Records from a data collection

◇ ◇ ◇ ◇ ◇

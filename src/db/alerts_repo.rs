//! Persistence for resolved alerts (§4.4 alert history). Firing state itself lives in memory
//! in the alert engine; only resolved records are durable, mirroring the teacher's
//! `alerting::history_service` split between live state and an audit trail.

use std::sync::Arc;

use chrono::{DateTime, Utc};
use uuid::Uuid;

use super::pool::DuckPool;
use super::writer::{AlertHistoryRow, WriteCommand, Writer};
use super::StorageError;

pub struct AlertsRepo {
    pool: DuckPool,
    writer: Arc<Writer>,
}

#[derive(Debug, Clone, serde::Serialize)]
pub struct AlertHistoryEntry {
    pub id: String,
    pub alert_id: String,
    pub alert_type: String,
    pub server_id: String,
    pub server_name: String,
    pub severity: String,
    pub value: f64,
    pub threshold: f64,
    pub message: String,
    pub started_at: DateTime<Utc>,
    pub resolved_at: DateTime<Utc>,
    pub duration_secs: i64,
    pub notified: bool,
}

impl AlertsRepo {
    pub fn new(pool: DuckPool, writer: Arc<Writer>) -> Self {
        Self { pool, writer }
    }

    #[allow(clippy::too_many_arguments)]
    pub fn record_resolved(
        &self,
        alert_id: &str,
        alert_type: &str,
        server_id: &str,
        server_name: &str,
        severity: &str,
        value: f64,
        threshold: f64,
        message: &str,
        started_at: DateTime<Utc>,
        resolved_at: DateTime<Utc>,
        notified: bool,
    ) -> Result<(), StorageError> {
        let duration_secs = (resolved_at - started_at).num_seconds().max(0);
        self.writer.submit(WriteCommand::AlertHistoryInsert(AlertHistoryRow {
            id: Uuid::new_v4().to_string(),
            alert_id: alert_id.to_string(),
            alert_type: alert_type.to_string(),
            server_id: server_id.to_string(),
            server_name: server_name.to_string(),
            severity: severity.to_string(),
            value,
            threshold,
            message: message.to_string(),
            started_at,
            resolved_at,
            duration_secs,
            notified,
        }))
    }

    pub fn recent(&self, server_id: Option<&str>, limit: i64) -> Result<Vec<AlertHistoryEntry>, StorageError> {
        let conn = self.pool.get()?;
        let (sql, server_filter) = match server_id {
            Some(id) => (
                "SELECT id, alert_id, alert_type, server_id, server_name, severity, value, \
                 threshold, message, started_at, resolved_at, duration_secs, notified \
                 FROM alert_history WHERE server_id = ? ORDER BY resolved_at DESC LIMIT ?",
                Some(id.to_string()),
            ),
            None => (
                "SELECT id, alert_id, alert_type, server_id, server_name, severity, value, \
                 threshold, message, started_at, resolved_at, duration_secs, notified \
                 FROM alert_history ORDER BY resolved_at DESC LIMIT ?",
                None,
            ),
        };

        let mut stmt = conn.prepare(sql)?;
        let map_row = |row: &duckdb::Row<'_>| -> Result<AlertHistoryEntry, duckdb::Error> {
            let started: chrono::NaiveDateTime = row.get("started_at")?;
            let resolved: chrono::NaiveDateTime = row.get("resolved_at")?;
            Ok(AlertHistoryEntry {
                id: row.get("id")?,
                alert_id: row.get("alert_id")?,
                alert_type: row.get("alert_type")?,
                server_id: row.get("server_id")?,
                server_name: row.get("server_name")?,
                severity: row.get("severity")?,
                value: row.get("value")?,
                threshold: row.get("threshold")?,
                message: row.get("message")?,
                started_at: DateTime::<Utc>::from_naive_utc_and_offset(started, Utc),
                resolved_at: DateTime::<Utc>::from_naive_utc_and_offset(resolved, Utc),
                duration_secs: row.get("duration_secs")?,
                notified: row.get("notified")?,
            })
        };

        let rows = if let Some(id) = server_filter {
            stmt.query_map(duckdb::params![id, limit], map_row)?
                .collect::<Result<Vec<_>, _>>()?
        } else {
            stmt.query_map(duckdb::params![limit], map_row)?
                .collect::<Result<Vec<_>, _>>()?
        };
        Ok(rows)
    }
}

◇ ◇ ◇ ◇ ◇

Lines holding the word "writer" in the entries above are the ones to pull out. Copy them all.

use super::writer::{AlertHistoryRow, WriteCommand, Writer};
    writer: Arc<Writer>,
    pub fn new(pool: DuckPool, writer: Arc<Writer>) -> Self {
        Self { pool, writer }
        self.writer.submit(WriteCommand::AlertHistoryInsert(AlertHistoryRow {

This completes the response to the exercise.